Adenosine 5'-triphosphate (ATP4-): Aspects of the coordination chemistry of a multitalented biological substrate

Abstract

Firstly, the self-stacking properties of ATP^4- and the effects of metal ions and protons on these properties are described. Some examples involving macrochelate formation between phosphate-coordinated metal ions (M²⁺) and N7 of the adenine residue in MATP^2- are discussed, and this is followed by considerations on mixed ligand complexes consisting of ATP^4-, M^2+, and amino acid anions with side chains that allow either aromatic-ring stacking or hydrophobic interactions with the adenine moiety; this gives rise to selectivity.

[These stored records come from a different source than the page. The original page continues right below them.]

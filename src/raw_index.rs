//! Read-only view over the sparse 4-D acquisition tensor (§4.1 `RawIndex`).
//!
//! `RawIndex` is handed to the engine fully assembled by an out-of-scope
//! collaborator (the raw-file reader); this crate never reads a vendor file
//! itself. It owns the compressed-sparse push layout plus the lookup tables
//! needed to translate between physical units (rt, mobility, m/z) and the
//! tensor's integer coordinates (frame, scan, tof bin).

use ndarray::Array4;

/// A single quadrupole selection window: `(mz_low, mz_high)`. `(-1.0, -1.0)`
/// denotes MS1 (no quadrupole selection active).
pub type QuadWindow = (f64, f64);

/// Read-only view over a TIMS-TOF sparse acquisition.
#[derive(Debug, Clone)]
pub struct RawIndex {
    /// CSR-style offsets into `tof_indices`/`intensity_values`, one entry
    /// per push plus a trailing sentinel.
    push_indptr: Vec<u64>,
    /// TOF bin index per stored ion, ascending within a push.
    tof_indices: Vec<u32>,
    /// Intensity per stored ion, aligned with `tof_indices`.
    intensity_values: Vec<f32>,
    /// TOF bin -> m/z lookup table, ascending.
    mz_values: Vec<f64>,
    /// Frame -> rt (seconds) lookup table, ascending.
    rt_values: Vec<f32>,
    /// Scan -> mobility (1/K0) lookup table, descending (larger mobility,
    /// smaller scan index).
    mobility_values: Vec<f32>,
    /// Acquisition cycle descriptor, shape
    /// `(n_subcycles, n_frames_per_subcycle, n_scans, 2)`.
    cycle: Array4<f64>,
    /// Whether push index 0 belongs to an ignored calibration frame.
    zeroth_frame: bool,
}

impl RawIndex {
    /// Assemble a view over already-decoded sparse arrays and lookup
    /// tables. Callers (raw-file readers) are responsible for every
    /// invariant described in §3/§4.1; this constructor does not
    /// re-validate vendor data.
    #[allow(clippy::too_many_arguments)]
    pub fn new(
        push_indptr: Vec<u64>,
        tof_indices: Vec<u32>,
        intensity_values: Vec<f32>,
        mz_values: Vec<f64>,
        rt_values: Vec<f32>,
        mobility_values: Vec<f32>,
        cycle: Array4<f64>,
        zeroth_frame: bool,
    ) -> Self {
        Self {
            push_indptr,
            tof_indices,
            intensity_values,
            mz_values,
            rt_values,
            mobility_values,
            cycle,
            zeroth_frame,
        }
    }

    /// Number of scans per frame.
    pub fn scan_max_index(&self) -> usize {
        self.mobility_values.len()
    }

    /// Number of frames in the acquisition.
    pub fn n_frames(&self) -> usize {
        self.rt_values.len()
    }

    /// Whether push index 0 belongs to an ignored calibration frame.
    pub fn zeroth_frame(&self) -> bool {
        self.zeroth_frame
    }

    /// Number of subcycles in the acquisition cycle descriptor.
    pub fn n_subcycles(&self) -> usize {
        self.cycle.dim().0
    }

    /// Number of frames per subcycle.
    pub fn n_frames_per_subcycle(&self) -> usize {
        self.cycle.dim().1
    }

    /// Total frames spanned by one full repeat of the DIA cycle.
    pub fn full_cycle_frames(&self) -> usize {
        self.n_subcycles() * self.n_frames_per_subcycle()
    }

    /// Quadrupole window active for `(subcycle, frame_in_subcycle, scan)`.
    pub fn cycle_entry(&self, subcycle: usize, frame_in_subcycle: usize, scan: usize) -> QuadWindow {
        let row = &self.cycle[[subcycle, frame_in_subcycle, scan, 0]];
        let col = &self.cycle[[subcycle, frame_in_subcycle, scan, 1]];
        (*row, *col)
    }

    /// Read-only access to the push offsets (CSR layout).
    pub fn push_indptr(&self) -> &[u64] {
        &self.push_indptr
    }

    /// Read-only access to the tof-bin indices.
    pub fn tof_indices(&self) -> &[u32] {
        &self.tof_indices
    }

    /// Read-only access to the intensity values.
    pub fn intensity_values(&self) -> &[f32] {
        &self.intensity_values
    }

    /// Measured m/z for a tof bin index.
    pub fn tof_to_mz(&self, tof: u32) -> f64 {
        self.mz_values[(tof as usize).min(self.mz_values.len().saturating_sub(1))]
    }

    /// Binary-searches `mz_values` for the nearest tof bin to `mz`. Clips to
    /// axis bounds rather than erroring (§4.1 failure policy).
    pub fn mz_to_tof(&self, mz: f64) -> u32 {
        if self.mz_values.is_empty() {
            return 0;
        }
        let idx = self
            .mz_values
            .partition_point(|&v| v < mz)
            .min(self.mz_values.len() - 1);
        idx as u32
    }

    /// Tof-bin range `[start, stop)` covering `mz` within `ppm` tolerance.
    pub fn mz_range_to_tof_range(&self, mz: f64, ppm: f32) -> (u32, u32) {
        let delta = mz * ppm as f64 * 1e-6;
        let lo = self.mz_to_tof(mz - delta);
        let hi_exclusive = self.mz_to_tof(mz + delta) + 1;
        let max = self.mz_values.len() as u32;
        (lo.min(max), hi_exclusive.min(max))
    }

    /// Tof-bin ranges for a batch of m/z values, in input order (§4.1:
    /// "given a vector of m/z and a ppm tolerance returns per-m/z tof
    /// ranges").
    pub fn mz_ranges_to_tof_ranges(&self, mzs: &[f32], ppm: f32) -> Vec<(u32, u32)> {
        mzs.iter()
            .map(|&mz| self.mz_range_to_tof_range(mz as f64, ppm))
            .collect()
    }

    /// Frame range `[start, stop)` covering `[rt - tolerance, rt +
    /// tolerance]`, with `stop - start` forced even (expanded by one frame
    /// if odd). Clips to axis bounds.
    pub fn rt_to_frame_range(&self, rt: f32, tolerance: f32) -> (usize, usize) {
        let lo = rt - tolerance;
        let hi = rt + tolerance;
        let n = self.rt_values.len();
        if n == 0 {
            return (0, 0);
        }
        let start = self.rt_values.partition_point(|&v| v < lo);
        let stop = self.rt_values.partition_point(|&v| v <= hi);
        let start = start.min(n);
        let mut stop = stop.max(start).min(n);
        if (stop - start) % 2 == 1 {
            stop = (stop + 1).min(n);
        }
        (start, stop)
    }

    /// Scan range `[start, stop)` covering `[mobility - tolerance, mobility
    /// + tolerance]`. The mobility axis is descending (larger mobility maps
    /// to a smaller scan index), so the high end of the physical window
    /// maps to the low end of the scan range.
    pub fn mobility_to_scan_range(&self, mobility: f32, tolerance: f32) -> (usize, usize) {
        let hi = mobility + tolerance;
        let lo = mobility - tolerance;
        let n = self.mobility_values.len();
        if n == 0 {
            return (0, 0);
        }
        // mobility_values is descending: partition_point needs a predicate
        // that is true on a prefix, so negate the comparison.
        let start = self.mobility_values.partition_point(|&v| v > hi);
        let stop = self.mobility_values.partition_point(|&v| v >= lo);
        let start = start.min(n);
        let stop = stop.max(start).min(n);
        (start, stop)
    }

    /// Ion-index slice `[start, stop)` within `tof_indices`/
    /// `intensity_values` for push `push_index`.
    pub fn push_range(&self, push_index: usize) -> (usize, usize) {
        let start = self.push_indptr[push_index] as usize;
        let stop = self.push_indptr[push_index + 1] as usize;
        (start, stop)
    }

    /// Decompose an absolute frame index into `(repeat_index, subcycle,
    /// frame_in_subcycle)`, honoring `zeroth_frame`. Returns `None` if the
    /// frame is the ignored calibration frame (frame 0 when `zeroth_frame`
    /// is set).
    pub fn decompose_frame(&self, frame_index: usize) -> Option<(i64, usize, usize)> {
        let adjusted = frame_index as i64 - self.zeroth_frame as i64;
        if adjusted < 0 {
            return None;
        }
        let full_cycle_frames = self.full_cycle_frames() as i64;
        if full_cycle_frames == 0 {
            return None;
        }
        let repeat_index = adjusted.div_euclid(full_cycle_frames);
        let within_cycle = adjusted.rem_euclid(full_cycle_frames) as usize;
        let subcycle = within_cycle / self.n_frames_per_subcycle();
        let frame_in_subcycle = within_cycle % self.n_frames_per_subcycle();
        Some((repeat_index, subcycle, frame_in_subcycle))
    }
}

Next, the properties of diphosphorylated 9-[2-(phosphonomethoxy)ethyl]adenine (PMEA^2-; Adefovir), i.e., of PMEApp^4-, are compared with those of (2'-deoxy)ATP^4- with regard to their metal ion-binding qualities, and in this way it can be explained why PMEApp^2- is initially an excellent substrate for nucleic acid polymerases. Of course, after incorporation of the PMEA residue into the growing nucleic acid chain, this is terminated and this is how PMEA exerts its antiviral properties [its bis(pivaloyloxymethyl)ester, Adefovir dipivoxil, was recently approved for use in hepatitis B therapy]. Finally, the change in free energy connected with (macro)chelate formation or intramolecular stacking interactions and the effect of a reduced dielectric constant of the solvent on the stability of complexes and their structures in solution is considered.